# It's now official. Obama supports child rape



## ShootSpeeders (Sep 23, 2015)

Obama is commander in chief and has to take responsibility for this though naturally he won't.



> http://www.nytimes.com/2015/09/21/w...-ignore-afghan-allies-abuse-of-boys.html?_r=1
> 
> sep 20 2015  Rampant sexual abuse of children has long been a problem in Afghanistan, particularly among armed commanders who dominate much of the rural landscape and can bully the population. The practice is called bacha bazi, literally “boy play,” and American soldiers and Marines have been instructed not to intervene — in some cases, not even when their Afghan allies have abused boys on military bases, according to interviews and court records
> 
> ...


----------



## ShootSpeeders (Sep 23, 2015)

All part of the liberal war on  children. They  got abortion legalized and now want to legalize child rape.


----------



## Moonglow (Sep 23, 2015)

ShootSpeeders said:


> All part of the liberal war on  children. They  got abortion legalized and now want to legalize child rape.

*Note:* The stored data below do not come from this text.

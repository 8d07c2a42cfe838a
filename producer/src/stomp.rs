//! Minimal STOMP 1.2 client: connect, send with receipts, disconnect.

use crate::Message;
use crate::endpoint::Endpoint;
use anyhow::{Context, Result, anyhow, bail};
use async_trait::async_trait;
use tokio::io::{AsyncBufReadExt, AsyncRead, AsyncWrite, AsyncWriteExt, BufReader};
use tokio::net::TcpStream;

#[derive(Debug, Clone, PartialEq, Eq)]
pub struct Frame {
    pub command: String,
    pub headers: Vec<(String, String)>,
    pub body: Vec<u8>,
}

impl Frame {
    pub fn new(command: impl Into<String>) -> Frame {
        Frame {
            command: command.into(),
            headers: Vec::new(),
            body: Vec::new(),
        }
    }

    pub fn header(mut self, name: impl Into<String>, value: impl Into<String>) -> Frame {
        self.headers.push((name.into(), value.into()));
        self
    }

    pub fn body(mut self, body: impl Into<Vec<u8>>) -> Frame {
        self.body = body.into();
        self
    }

    /// Repeated headers resolve to the first occurrence.
    pub fn get(&self, name: &str) -> Option<&str> {
        self.headers
            .iter()
            .find(|(n, _)| n == name)
            .map(|(_, v)| v.as_str())
    }

    fn escapes(command: &str) -> bool {
        !matches!(command, "CONNECT" | "CONNECTED")
    }

    pub fn encode(&self) -> Vec<u8> {
        let escapes = Self::escapes(&self.command);
        let mut out = Vec::with_capacity(self.command.len() + self.body.len() + 64);

        out.extend_from_slice(self.command.as_bytes());
        out.push(b'\n');
        for (name, value) in &self.headers {
            if escapes {
                out.extend_from_slice(escape(name).as_bytes());
                out.push(b':');
                out.extend_from_slice(escape(value).as_bytes());
            } else {
                out.extend_from_slice(name.as_bytes());
                out.push(b':');
                out.extend_from_slice(value.as_bytes());
            }
            out.push(b'\n');
        }
        out.push(b'\n');
        out.extend_from_slice(&self.body);
        out.push(0);
        out
    }

    /// Parses a frame without its trailing NUL. Leading heart-beat EOLs are
    /// skipped.
    pub fn decode(raw: &[u8]) -> Result<Frame> {
        let start = raw
            .iter()
            .position(|b| *b != b'\n' && *b != b'\r')
            .unwrap_or(raw.len());
        let (command, mut rest) =
            split_line(&raw[start..]).ok_or_else(|| anyhow!("truncated STOMP frame"))?;
        let command = std::str::from_utf8(command)?.to_owned();
        let escapes = Self::escapes(&command);

        let mut headers = Vec::new();
        loop {
            let (line, tail) =
                split_line(rest).ok_or_else(|| anyhow!("truncated {} frame headers", command))?;
            rest = tail;
            if line.is_empty() {
                break;
            }

            let line = std::str::from_utf8(line)?;
            let (name, value) = line
                .split_once(':')
                .ok_or_else(|| anyhow!("malformed STOMP header: {}", line))?;
            if escapes {
                headers.push((unescape(name)?, unescape(value)?));
            } else {
                headers.push((name.to_owned(), value.to_owned()));
            }
        }

        Ok(Frame {
            command,
            headers,
            body: rest.to_vec(),
        })
    }
}

fn split_line(buf: &[u8]) -> Option<(&[u8], &[u8])> {
    let end = buf.iter().position(|b| *b == b'\n')?;
    let line = &buf[..end];
    let line = line.strip_suffix(b"\r").unwrap_or(line);
    Some((line, &buf[end + 1..]))
}

fn escape(value: &str) -> String {
    let mut out = String::with_capacity(value.len());
    for c in value.chars() {
        match c {
            '\\' => out.push_str("\\\\"),
            '\r' => out.push_str("\\r"),
            '\n' => out.push_str("\\n"),
            ':' => out.push_str("\\c"),
            c => out.push(c),
        }
    }
    out
}

fn unescape(value: &str) -> Result<String> {
    let mut out = String::with_capacity(value.len());
    let mut chars = value.chars();
    while let Some(c) = chars.next() {
        if c != '\\' {
            out.push(c);
            continue;
        }
        match chars.next() {
            Some('\\') => out.push('\\'),
            Some('r') => out.push('\r'),
            Some('n') => out.push('\n'),
            Some('c') => out.push(':'),
            other => bail!("invalid escape sequence \\{}", other.unwrap_or(' ')),
        }
    }
    Ok(out)
}

fn broker_error(frame: &Frame) -> anyhow::Error {
    let message = frame.get("message").unwrap_or("no message");
    let details = String::from_utf8_lossy(&frame.body);
    anyhow!("broker error: {} {}", message, details.trim())
}

pub trait Transport: AsyncRead + AsyncWrite + Unpin + Send {}

impl<T: AsyncRead + AsyncWrite + Unpin + Send> Transport for T {}

pub struct Connection<S> {
    stream: BufReader<S>,
}

/// Opens TCP (and TLS when the endpoint asks for it) and performs the STOMP
/// handshake.
pub async fn connect(
    endpoint: &Endpoint,
    login: &str,
    passcode: &str,
) -> Result<Connection<Box<dyn Transport>>> {
    let tcp = TcpStream::connect((endpoint.host.as_str(), endpoint.port))
        .await
        .with_context(|| format!("failed to connect to {}", endpoint))?;

    let stream: Box<dyn Transport> = if endpoint.tls {
        let connector = tokio_native_tls::native_tls::TlsConnector::new()?;
        let connector = tokio_native_tls::TlsConnector::from(connector);
        let tls = connector
            .connect(&endpoint.host, tcp)
            .await
            .with_context(|| format!("TLS handshake with {} failed", endpoint))?;
        Box::new(tls)
    } else {
        Box::new(tcp)
    };

    Connection::handshake(stream, &endpoint.host, login, passcode).await
}

impl<S: AsyncRead + AsyncWrite + Unpin + Send> Connection<S> {
    pub async fn handshake(
        stream: S,
        host: &str,
        login: &str,
        passcode: &str,
    ) -> Result<Connection<S>> {
        let mut connection = Connection {
            stream: BufReader::new(stream),
        };

        let connect = Frame::new("CONNECT")
            .header("accept-version", "1.2")
            .header("host", host)
            .header("login", login)
            .header("passcode", passcode)
            .header("heart-beat", "0,0");
        connection.write_frame(&connect).await?;

        let reply = connection.read_frame().await?;
        match reply.command.as_str() {
            "CONNECTED" => {
                tracing::info!(
                    version = reply.get("version").unwrap_or("1.0"),
                    server = reply.get("server").unwrap_or_default(),
                    "Connected to broker"
                );
                Ok(connection)
            }
            "ERROR" => Err(broker_error(&reply)),
            other => bail!("unexpected {} frame while connecting", other),
        }
    }

    /// Sends the message and waits for the broker's receipt.
    pub async fn send(&mut self, message: &Message) -> Result<()> {
        let mut frame = Frame::new("SEND")
            .header("destination", &message.destination)
            .header("receipt", &message.id);
        for (name, value) in &message.headers {
            frame = frame.header(name, value);
        }
        let frame = frame.body(message.body.as_bytes());

        self.write_frame(&frame).await?;
        self.await_receipt(&message.id).await
    }

    pub async fn disconnect(mut self) -> Result<()> {
        let receipt = uuid::Uuid::new_v4().to_string();
        let frame = Frame::new("DISCONNECT").header("receipt", &receipt);

        self.write_frame(&frame).await?;
        self.await_receipt(&receipt).await?;
        self.stream.shutdown().await?;
        tracing::info!("Disconnected from broker");
        Ok(())
    }

    async fn await_receipt(&mut self, receipt: &str) -> Result<()> {
        loop {
            let frame = self.read_frame().await?;
            match frame.command.as_str() {
                "RECEIPT" if frame.get("receipt-id") == Some(receipt) => return Ok(()),
                "ERROR" => return Err(broker_error(&frame)),
                other => tracing::debug!("Ignoring {} frame while waiting for {}", other, receipt),
            }
        }
    }

    async fn write_frame(&mut self, frame: &Frame) -> Result<()> {
        self.stream.write_all(&frame.encode()).await?;
        self.stream.flush().await?;
        Ok(())
    }

    async fn read_frame(&mut self) -> Result<Frame> {
        let mut buf = Vec::new();
        self.stream.read_until(0, &mut buf).await?;
        if buf.pop() != Some(0) {
            bail!("broker closed the connection");
        }
        Frame::decode(&buf)
    }
}

#[async_trait]
impl<S: AsyncRead + AsyncWrite + Unpin + Send> crate::Publisher for Connection<S> {
    async fn publish(&mut self, message: &Message) -> Result<()> {
        self.send(message).await
    }
}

Have we stopped anything that you like?


----------



## easyt65 (Sep 23, 2015)

Obama’s response when asked what his definition of sin is: “Being out of alignment with my values.”
- Does that mean if the Muslim practice of having sex with little boys is ‘in alignment with his values’, that this act is NOT one of sin and is thus acceptable? (Remember, US troops are being told to ignore this overseas because ‘it is a different culture there'. So pedophilia is OK if it is part of someone’s culture?)


----------



## Misty (Sep 23, 2015)

ShootSpeeders said:


> Obama is commander in chief and has to take responsibility for this though naturally he won't.
> 
> 
> 
> ...


Obama introduced his daughters to a protector of pedophiles, the pope.


----------



## ABikerSailor (Sep 23, 2015)

Probably one of the reasons he told the troops to overlook it was because there is not a Status of Forces Agreement with them that allows the troops to enforce law.


----------



## Brain357 (Sep 23, 2015)

ShootSpeeders said:


> Obama is commander in chief and has to take responsibility for this though naturally he won't.
> 
> 
> 
> ...



Do you know this wasn't also being done under bush?


----------



## candycorn (Sep 23, 2015)

The only thing official is that you're an idiot.


----------



## ABikerSailor (Sep 23, 2015)

Actually, I bothered to actually read the whole article and found out that I was right.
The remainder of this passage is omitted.